Often we want to understand whether two variables are positively or negatively associated.

Example: should the body mass of a penguin be positively or negatively associated with beak length?

It looks like there is a positive association between the body mass and beak length: from the plot, heavier penguins tend to have longer beaks.

How can we quantify the positive association?#

We want a quantitative measurement of the positive association between variables.

Question: Brainstorm ideas for quantitative measurements we could use.

Idea: the slope of the best-fit line?

The slope is sensitive to variability.#

Some variables have smaller variability than others.
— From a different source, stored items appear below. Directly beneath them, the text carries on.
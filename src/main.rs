mod cli_args;
mod config;
mod error;
mod git;
mod interrupt;
mod llm;
mod logging;
mod session;
mod setup;
mod ui;

use std::process::ExitCode;

use anyhow::{Context, Result};
use clap::Parser;
use colored::Colorize;

use cli_args::Cli;
use config::Config;
use git::GitCli;
use interrupt::{CommitGate, GatedCommitter};
use session::{Outcome, Prompter, Session, SessionOptions};
use ui::ConsolePrompter;

fn main() -> ExitCode {
    let cli = Cli::parse();
    logging::init_logger(cli.verbose);

    let mut prompter = ConsolePrompter::stdio();
    let gate = CommitGate::default();
    if let Err(e) = interrupt::install(gate.clone(), prompter.spinner_slot()) {
        log::warn!("Could not install the Ctrl-C handler: {e}");
    }

    match run(&cli, gate, &mut prompter) {
        Ok(outcome) => {
            report(&outcome, &mut prompter);
            ExitCode::SUCCESS
        }
        Err(e) => {
            eprintln!("{} {e:#}", "error:".red().bold());
            ExitCode::FAILURE
        }
    }
}

/// One diff-to-commit session against the repository in the current directory.
fn run(cli: &Cli, gate: CommitGate, prompter: &mut dyn Prompter) -> Result<Outcome> {
    let cfg = Config::from_sources(cli);
    log::info!(
        "Model: {} (token {})",
        cfg.model,
        if cfg.token.is_some() { "set" } else { "not set" }
    );

    let client = setup::build_inference_client(&cfg)
        .context("failed to set up the inference client")?;
    let model_config = cfg.model_config();
    let options = SessionOptions {
        max_diff_chars: cfg.max_diff_chars,
        max_regenerations: cfg.max_regenerations,
    };

    let git = GitCli;
    let committer = GatedCommitter::new(git, gate);
    let session = Session::new(&git, client.as_ref(), &committer, &model_config, options);
    let outcome = session.run(prompter)?;
    Ok(outcome)
}

fn report(outcome: &Outcome, prompter: &mut dyn Prompter) {
    match outcome {
        Outcome::Committed { message, summary } => {
            if !summary.is_empty() {
                prompter.info(summary);
            }
            let first_line = message.lines().next().unwrap_or_default();
            prompter.info(&format!("Successfully committed with message: {first_line}"));
        }
        Outcome::Cancelled => prompter.warn("Commit cancelled by user."),
        Outcome::NothingToCommit => {
            prompter.info("No staged changes. Stage your files first (`git add`).")
        }
    }
}
use assert_cmd::cargo; // handy crate for testing CLIs
use std::path::Path;
use std::process::Command;

fn git(dir: &Path, args: &[&str]) {
    let status = Command::new("git")
        .args(args)
        .current_dir(dir)
        .status()
        .expect("git must be installed to run these tests");
    assert!(status.success(), "git {args:?} failed");
}

fn init_repo(dir: &Path) {
    git(dir, &["init", "-q"]);
    git(dir, &["config", "user.email", "test@example.com"]);
    git(dir, &["config", "user.name", "Test"]);
}

#[test]
fn prints_help() {
    let mut cmd = cargo::cargo_bin_cmd!();

    cmd.arg("--help")
        .assert()
        .success()
        .stdout(predicates::str::contains("Usage"))
        .stdout(predicates::str::contains("--model"));
}

#[test]
fn prints_version() {
    let mut cmd = cargo::cargo_bin_cmd!();

    cmd.arg("--version")
        .assert()
        .success()
        .stdout(predicates::str::contains(env!("CARGO_PKG_VERSION")));
}

#[test]
fn fails_outside_a_repository() {
    let dir = tempfile::tempdir().unwrap();
    let mut cmd = cargo::cargo_bin_cmd!();

    cmd.current_dir(dir.path())
        .env("GIT_CEILING_DIRECTORIES", dir.path())
        .arg("--no-model")
        .assert()
        .failure()
        .stderr(predicates::str::contains("not inside a git repository"));
}

#[test]
fn nothing_staged_exits_cleanly() {
    let dir = tempfile::tempdir().unwrap();
    init_repo(dir.path());
    let mut cmd = cargo::cargo_bin_cmd!();

    cmd.current_dir(dir.path())
        .arg("--no-model")
        .assert()
        .success()
        .stdout(predicates::str::contains("No staged changes"));
}

#[test]
fn rejecting_leaves_history_untouched() {
    let dir = tempfile::tempdir().unwrap();
    init_repo(dir.path());
    std::fs::write(dir.path().join("a.txt"), "hello\n").unwrap();
    git(dir.path(), &["add", "a.txt"]);

    let mut cmd = cargo::cargo_bin_cmd!();
    cmd.current_dir(dir.path())
        .arg("--no-model")
        .write_stdin("n\n")
        .assert()
        .success()
        .stdout(predicates::str::contains("cancelled"));

    let log = Command::new("git")
        .args(["rev-parse", "--verify", "HEAD"])
        .current_dir(dir.path())
        .output()
        .unwrap();
    assert!(!log.status.success(), "no commit should exist");
}

#[test]
fn accepting_creates_the_commit() {
    let dir = tempfile::tempdir().unwrap();
    init_repo(dir.path());
    std::fs::write(dir.path().join("a.txt"), "hello\n").unwrap();
    git(dir.path(), &["add", "a.txt"]);

    let mut cmd = cargo::cargo_bin_cmd!();
    cmd.current_dir(dir.path())
        .arg("--no-model")
        .write_stdin("e\nfeat: add greeting file\ny\n")
        .assert()
        .success()
        .stdout(predicates::str::contains("Successfully committed"));

    let subject = Command::new("git")
        .args(["log", "-1", "--format=%s"])
        .current_dir(dir.path())
        .output()
        .unwrap();
    assert_eq!(String::from_utf8_lossy(&subject.stdout).trim(), "feat: add greeting file");
}

fn repo_with_staged_file() -> tempfile::TempDir {
    let dir = tempfile::tempdir().unwrap();
    init_repo(dir.path());
    std::fs::write(dir.path().join("a.txt"), "hello\n").unwrap();
    git(dir.path(), &["add", "a.txt"]);
    dir
}

#[test]
fn first_generation_failure_is_reported_once() {
    let dir = repo_with_staged_file();

    let mut cmd = cargo::cargo_bin_cmd!();
    let assert = cmd
        .current_dir(dir.path())
        .args(["--api-base", "http://127.0.0.1:1/v1", "--timeout", "5"])
        .write_stdin("")
        .assert()
        .failure();

    let stderr = String::from_utf8_lossy(&assert.get_output().stderr);
    assert!(stderr.contains("failed to generate a commit message"), "stderr was: {stderr}");
    assert_eq!(stderr.matches("network error").count(), 1, "stderr was: {stderr}");
    assert!(!stderr.contains("ERROR"), "stderr was: {stderr}");
}

#[cfg(unix)]
#[test]
fn interrupt_at_the_prompt_cancels_without_committing() {
    use std::io::Read;
    use std::process::Stdio;

    let dir = repo_with_staged_file();
    let mut child = Command::new(env!("CARGO_BIN_EXE_ai-commit"))
        .arg("--no-model")
        .current_dir(dir.path())
        .env("NO_COLOR", "1")
        .stdin(Stdio::piped())
        .stdout(Stdio::piped())
        .stderr(Stdio::null())
        .spawn()
        .unwrap();

    // Keep stdin open so the prompt is still waiting when the signal lands.
    let _stdin = child.stdin.take().unwrap();
    let mut stdout = child.stdout.take().unwrap();
    let mut seen = Vec::new();
    let mut buf = [0u8; 4096];
    while !String::from_utf8_lossy(&seen).contains("Use this message?") {
        let n = stdout.read(&mut buf).unwrap();
        assert!(n > 0, "exited before prompting: {}", String::from_utf8_lossy(&seen));
        seen.extend_from_slice(&buf[..n]);
    }

    let status = Command::new("kill")
        .args(["-INT", &child.id().to_string()])
        .status()
        .unwrap();
    assert!(status.success());

    stdout.read_to_end(&mut seen).unwrap();
    let exit = child.wait().unwrap();
    let printed = String::from_utf8_lossy(&seen);

    assert_eq!(exit.code(), Some(0), "stdout was: {printed}");
    assert!(printed.contains("Operation cancelled by user"), "stdout was: {printed}");

    let head = Command::new("git")
        .args(["rev-parse", "--verify", "HEAD"])
        .current_dir(dir.path())
        .output()
        .unwrap();
    assert!(!head.status.success(), "no commit should exist");
}
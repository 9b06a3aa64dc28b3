pub mod audit;
pub mod check;
pub mod sources;
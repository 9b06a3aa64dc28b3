//! Remote chat platform seam.
//!
//! This module provides:
//! - `ChatPlatform` trait the audit pipeline talks to
//! - `PlatformError` for everything that can go wrong on the wire
//! - `call_with_backoff` for HTTP 429 handling shared by clients
//!
//! The only production implementation is `DiscordClient`. Tests use the
//! in-crate `FakePlatform`.

mod discord;

#[cfg(test)]
pub(crate) mod fake;

pub use discord::{DiscordClient, DEFAULT_API_BASE_URL};

use std::time::Duration;

use async_trait::async_trait;
use chrono::{DateTime, Utc};
use thiserror::Error;
use tokio::time::{sleep, timeout};
use tracing::warn;

use crate::model::{Member, Message, Source, ThreadState};

/// Largest message page the API hands out per call.
pub const MESSAGE_PAGE_SIZE: usize = 100;

/// Largest member page the API hands out per call.
pub const MEMBER_PAGE_SIZE: usize = 1000;

/// Page size used when listing archived threads.
pub const ARCHIVED_THREAD_PAGE_SIZE: usize = 50;

const MAX_RATE_LIMIT_RETRIES: u32 = 5;

/// Longest single wait between rate-limited attempts.
const MAX_BACKOFF: Duration = Duration::from_secs(60);

/// Errors raised by a `ChatPlatform`.
#[derive(Debug, Error)]
pub enum PlatformError {
    #[error("request failed: {0}")]
    Http(#[from] reqwest::Error),

    #[error("HTTP {status}: {body}")]
    Status { status: u16, body: String },

    #[error("rate limited after {0} retries")]
    RateLimited(u32),

    #[error("access forbidden (403). Check the bot's channel permissions")]
    Forbidden,

    #[error("unauthorized (401). Check the bot token")]
    Unauthorized,

    #[error("malformed response: {0}")]
    Decode(String),

    #[error("request exceeded its {0:?} deadline")]
    Timeout(Duration),
}

/// The remote conversation platform.
///
/// Implementations must return message pages newest-first.
#[async_trait]
pub trait ChatPlatform: Send + Sync {
    /// Top-level channels of a guild.
    async fn enumerate_sources(&self, group_id: &str) -> Result<Vec<Source>, PlatformError>;

    /// Threads under a channel.
    ///
    /// For `ThreadState::Archived` this returns one page of at most
    /// `ARCHIVED_THREAD_PAGE_SIZE` threads archived strictly before
    /// `older_than` (or the newest ones when unset), newest-archived first.
    async fn enumerate_sub_sources(
        &self,
        source_id: &str,
        state: ThreadState,
        older_than: Option<DateTime<Utc>>,
    ) -> Result<Vec<Source>, PlatformError>;

    /// One page of messages strictly older than `cursor`, newest first.
    async fn fetch_page(
        &self,
        source_id: &str,
        page_size: usize,
        cursor: Option<&str>,
    ) -> Result<Vec<Message>, PlatformError>;

    /// One page of members with ids after `page_cursor`.
    async fn enumerate_members(
        &self,
        group_id: &str,
        page_cursor: Option<&str>,
        page_size: usize,
    ) -> Result<Vec<Member>, PlatformError>;
}

/// HTTP request helper that waits out HTTP 429 responses.
///
/// Only rate limiting is retried. Every other failure is returned as-is so
/// the caller decides its scope. `attempt_timeout` bounds each attempt on
/// its own; time spent waiting out a rate limit is not counted against it.
pub async fn call_with_backoff<F>(
    mut builder_fn: F,
    attempt_timeout: Duration,
) -> Result<reqwest::Response, PlatformError>
where
    F: FnMut() -> reqwest::RequestBuilder,
{
    let mut retries = 0;
    let mut delay = Duration::from_secs(1);

    loop {
        let response = timeout(attempt_timeout, builder_fn().send())
            .await
            .map_err(|_| PlatformError::Timeout(attempt_timeout))??;
        let status = response.status();

        if status.is_success() {
            return Ok(response);
        }

        match status.as_u16() {
            429 => {
                if retries >= MAX_RATE_LIMIT_RETRIES {
                    return Err(PlatformError::RateLimited(retries));
                }

                let wait = response
                    .headers()
                    .get("Retry-After")
                    .and_then(|v| v.to_str().ok())
                    .and_then(parse_retry_after)
                    .unwrap_or(delay);

                warn!("Rate limited, waiting {:?}", wait);
                sleep(wait).await;

                retries += 1;
                delay = std::cmp::min(delay * 2, MAX_BACKOFF);
            }
            401 => return Err(PlatformError::Unauthorized),
            403 => return Err(PlatformError::Forbidden),
            code => {
                return Err(PlatformError::Status {
                    status: code,
                    body: response.text().await.unwrap_or_default(),
                })
            }
        }
    }
}

/// Retry-After may be fractional seconds. Capped at `MAX_BACKOFF`.
fn parse_retry_after(value: &str) -> Option<Duration> {
    let secs = value.trim().parse::<f64>().ok()?;
    if secs.is_nan() || secs < 0.0 {
        return None;
    }
    let wait = Duration::try_from_secs_f64(secs).unwrap_or(MAX_BACKOFF);
    Some(wait.min(MAX_BACKOFF))
}
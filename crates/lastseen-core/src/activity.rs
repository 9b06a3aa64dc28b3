//! Per-author "last seen" aggregation.

use std::collections::HashMap;

use chrono::{DateTime, Utc};

use crate::model::Message;

/// Latest message timestamp per author, across every source processed so far.
///
/// Updates are a max-reduction keyed by author id, so the final record does
/// not depend on the order in which sources or batches are recorded.
#[derive(Debug, Clone, Default, PartialEq, Eq)]
pub struct ActivityRecord {
    last_seen: HashMap<String, DateTime<Utc>>,
}

impl ActivityRecord {
    pub fn new() -> Self {
        Self::default()
    }

    /// Fold a batch of messages into the record.
    ///
    /// Automated messages are ignored.
    pub fn record_activity(&mut self, messages: &[Message]) {
        for message in messages.iter().filter(|m| !m.automated) {
            self.observe(&message.author_id, message.created_at);
        }
    }

    /// Record one sighting. Returns `true` if the stored value moved forward.
    pub fn observe(&mut self, author_id: &str, at: DateTime<Utc>) -> bool {
        match self.last_seen.get_mut(author_id) {
            Some(existing) if at > *existing => {
                *existing = at;
                true
            }
            Some(_) => false,
            None => {
                self.last_seen.insert(author_id.to_string(), at);
                true
            }
        }
    }

    /// Fold another record into this one.
    pub fn merge(&mut self, other: &ActivityRecord) {
        for (author_id, at) in &other.last_seen {
            self.observe(author_id, *at);
        }
    }

    pub fn last_seen(&self, author_id: &str) -> Option<DateTime<Utc>> {
        self.last_seen.get(author_id).copied()
    }

    pub fn len(&self) -> usize {
        self.last_seen.len()
    }

    pub fn is_empty(&self) -> bool {
        self.last_seen.is_empty()
    }

    pub fn authors(&self) -> impl Iterator<Item = &str> {
        self.last_seen.keys().map(|k| k.as_str())
    }
}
That means that the slope can never be too large.

Example: beak length has a smaller variability than body mass.

Question: What is the slope of the line between the points $(0,0)$ and $(100,1)$?

Question: Explain why if the variable $X$ varies in the range of $0$ to $100$, and $Y$ varies in the range $0$ to $1$, then the slope of the best-fit line will probably not get close to 1.

The slope is sensitive to units.#

Units can also change the slope.

Question: why?

If we measure the penguin body mass in ounces instead of in grams, the value of the slope changes:

Idea: rescale the data first?

Standardizing the data#

We first standardize the dataset: we shift and rescale the data so that it has mean zero and standard deviation 1.

To standardize the dataset $x_1,x_2,\ldots,x_n$:

Subtract the mean $\bar{x}$ from every point
Divide all of the points by the standard deviation $\sigma_x$.

The standardized data is $z_1,z_2,\ldots,z_n$, where $z_i = \frac{x_i - \bar{x}}{\sigma_x}$.

Question: What is the mean of a standardized dataset? What is the standard deviation of a standardized dataset?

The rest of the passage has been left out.